Australian actress, author and director (born 1979)

Melanie Ann Weston (born 26 July 1979), known professionally as Madeleine West, is an Australian actress, author and director. She is best known for her television roles, having played Dee Bliss and Andrea Somers on the soap opera Neighbours from 2000 to 2003 and on-off 2017 to 2020, high-class escort Mel on Satisfaction from 2007 to 2010, Dimity on House Husbands in 2013, Danielle McGuire in Underbelly and later Fat Tony & Co. In 2016, West joined the cast of The Wrong Girl. She has also written a parenting book called Six Under Eight.

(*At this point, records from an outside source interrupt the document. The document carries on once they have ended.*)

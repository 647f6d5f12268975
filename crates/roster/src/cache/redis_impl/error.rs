//! Redis error mapping to CacheError.

use roster_core::cache::CacheError;

/// Maps Redis errors to CacheError.
pub fn map_redis_error(err: redis::RedisError) -> CacheError {
    if err.is_connection_refusal() || err.is_timeout() || err.is_connection_dropped() {
        CacheError::ConnectionFailed(err.to_string())
    } else {
        CacheError::OperationFailed(err.to_string())
    }
}
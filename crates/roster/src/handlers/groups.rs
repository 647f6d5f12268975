use axum::{
    extract::{Path, State},
    http::StatusCode,
    response::IntoResponse,
    Json,
};

use roster_core::roster::{Group, NameQuery, NewGroup};

use crate::{
    handlers::{
        extract::{Id, ValidJson, ValidQuery},
        AppError,
    },
    state::AppState,
};

/// List groups (GET /groups?name&sort).
pub async fn list_groups(
    State(state): State<AppState>,
    ValidQuery(query): ValidQuery<NameQuery>,
) -> Result<Json<Vec<Group>>, AppError> {
    Ok(Json(state.groups.list(&query).await?))
}

/// Get a group by ID (GET /groups/{id}).
pub async fn get_group(
    State(state): State<AppState>,
    Id(id): Id,
) -> Result<Json<Group>, AppError> {
    Ok(Json(state.groups.get(id).await?))
}

/// Get a group by name (GET /groups/name/{name}).
pub async fn get_group_by_name(
    State(state): State<AppState>,
    Path(name): Path<String>,
) -> Result<Json<Group>, AppError> {
    Ok(Json(state.groups.get_by_name(&name).await?))
}

/// Create a group, optionally moving students into it (POST /groups).
pub async fn create_group(
    State(state): State<AppState>,
    ValidJson(payload): ValidJson<NewGroup>,
) -> Result<impl IntoResponse, AppError> {
    let group = state.groups.create(&payload).await?;

    tracing::info!(group_id = group.id, name = %group.name, "Created new group");

    Ok((StatusCode::CREATED, Json(group)))
}

/// Delete a group by ID (DELETE /groups/{id}).
pub async fn delete_group(
    State(state): State<AppState>,
    Id(id): Id,
) -> Result<StatusCode, AppError> {
    state.groups.delete(id).await?;
    Ok(StatusCode::OK)
}

/// Delete a group by name (DELETE /groups/name/{name}).
pub async fn delete_group_by_name(
    State(state): State<AppState>,
    Path(name): Path<String>,
) -> Result<StatusCode, AppError> {
    state.groups.delete_by_name(&name).await?;
    Ok(StatusCode::OK)
}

She played Sarah the wife of Stone Cold Steve Austin in the WWE produced film The Condemned in 2007.

==Early life==
Born Melanie Ann Weston, West was born and raised in Woodend. She attended Woodend Primary School and eight high schools because her family followed her stepfather's engineering work around the country. West began performing in front of family and friends at an early age. In 1992, she entered the New South Wales Talented Child Drama Ensemble and later studied at Swinburne University of Technology, Tamworth Conservatorium of Music, and Riverina Drama Ensemble.

==Career==
After commencing a degree in law at Deakin University, West deferred her studies indefinitely to turn to acting. In 1999, West was awarded the 'Be Your Best' Performance Scholarship from the Australian Drug Foundation. West's amateur theatre credits include Arsenic and Old Lace, Night Reflections, Theatre in the Raw, Bye Bye Birdie, and Snow Queen.

West joined the cast of Neighbours as Dee Bliss in 1999. Two years later, she was nominated for the "Most Popular New Female Talent" Logie Award. In March 2003, it was announced West was to leave Neighbours after her contract expired. She filmed her final scenes in early April.

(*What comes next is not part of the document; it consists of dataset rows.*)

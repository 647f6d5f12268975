use axum::{
    extract::{Path, State},
    http::StatusCode,
    response::IntoResponse,
    Json,
};

use roster_core::roster::{
    validate_mark_value, Mark, MarkCriteria, MarkQuery, NewMark, ServiceError,
};

use crate::{
    handlers::{
        extract::{Id, ValidJson, ValidQuery},
        AppError,
    },
    state::AppState,
};

/// List marks (GET /marks?studentId&subjectId).
pub async fn list_marks(
    State(state): State<AppState>,
    ValidQuery(query): ValidQuery<MarkQuery>,
) -> Result<Json<Vec<Mark>>, AppError> {
    Ok(Json(state.marks.list(&query).await?))
}

/// List marks with a given value (GET /marks/value/{value}).
pub async fn list_marks_by_value(
    State(state): State<AppState>,
    Path(value): Path<i32>,
) -> Result<Json<Vec<Mark>>, AppError> {
    validate_mark_value(value).map_err(ServiceError::from)?;
    Ok(Json(state.marks.by_value(value).await?))
}

/// Average mark of a student (GET /marks/average/student/{id}).
///
/// `null` when the student has no marks.
pub async fn student_average(
    State(state): State<AppState>,
    Id(student_id): Id,
) -> Result<Json<Option<f64>>, AppError> {
    Ok(Json(state.marks.student_average(student_id).await?))
}

/// Average mark of a subject (GET /marks/average/subject/{id}).
pub async fn subject_average(
    State(state): State<AppState>,
    Id(subject_id): Id,
) -> Result<Json<Option<f64>>, AppError> {
    Ok(Json(state.marks.subject_average(subject_id).await?))
}

/// Record a mark (POST /marks).
pub async fn create_mark(
    State(state): State<AppState>,
    ValidJson(payload): ValidJson<NewMark>,
) -> Result<impl IntoResponse, AppError> {
    let mark = state.marks.create(&payload).await?;

    tracing::info!(mark_id = mark.id, student_id = mark.student_id, "Created new mark");

    Ok((StatusCode::CREATED, Json(mark)))
}

/// Delete a mark by ID (DELETE /marks/{id}).
pub async fn delete_mark(
    State(state): State<AppState>,
    Id(id): Id,
) -> Result<StatusCode, AppError> {
    state.marks.delete(id).await?;
    Ok(StatusCode::OK)
}

/// Delete marks by criteria (DELETE /marks?studentId&subjectName&value&id).
pub async fn delete_marks_matching(
    State(state): State<AppState>,
    ValidQuery(criteria): ValidQuery<MarkCriteria>,
) -> Result<StatusCode, AppError> {
    let deleted = state.marks.delete_matching(&criteria).await?;

    tracing::info!(deleted, student_id = criteria.student_id, "Deleted marks");

    Ok(StatusCode::OK)
}
use std::time::Duration;

use async_trait::async_trait;

use super::Result;

/// Trait for basic cache operations.
///
/// Keys are `"{region}:{rest}"` strings built by the functions in
/// [`crate::cache`]; values are opaque bytes.
#[async_trait]
pub trait Cache: Send + Sync {
    /// Gets a value from the cache by key.
    async fn get(&self, key: &str) -> Result<Option<Vec<u8>>>;

    /// Sets a value in the cache with an optional TTL.
    async fn set(&self, key: &str, value: &[u8], ttl: Option<Duration>) -> Result<()>;

    /// Deletes a value from the cache by key.
    async fn delete(&self, key: &str) -> Result<()>;

    /// Deletes all values matching a glob pattern (e.g., "marks:*").
    async fn delete_pattern(&self, pattern: &str) -> Result<()>;
}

West appeared in crime drama Underbelly as Danielle McGuire in 2008. In 2011, she joined the cast of Winners & Losers in the recurring role of Deidre Gross. West previously turned down a role with the show due to being heavily pregnant with her third child.

In 2013, West appeared in series two of House Husbands as Dimity. She reprised her role of Danielle McGuire in the Underbelly spin-off series Fat Tony & Co.. The series focuses on the rise and fall of Tony Mokbel, who also featured in the original series, played by Robert Mammone. She also made a guest appearance in an episode of Mr & Mrs Murder as a receptionist.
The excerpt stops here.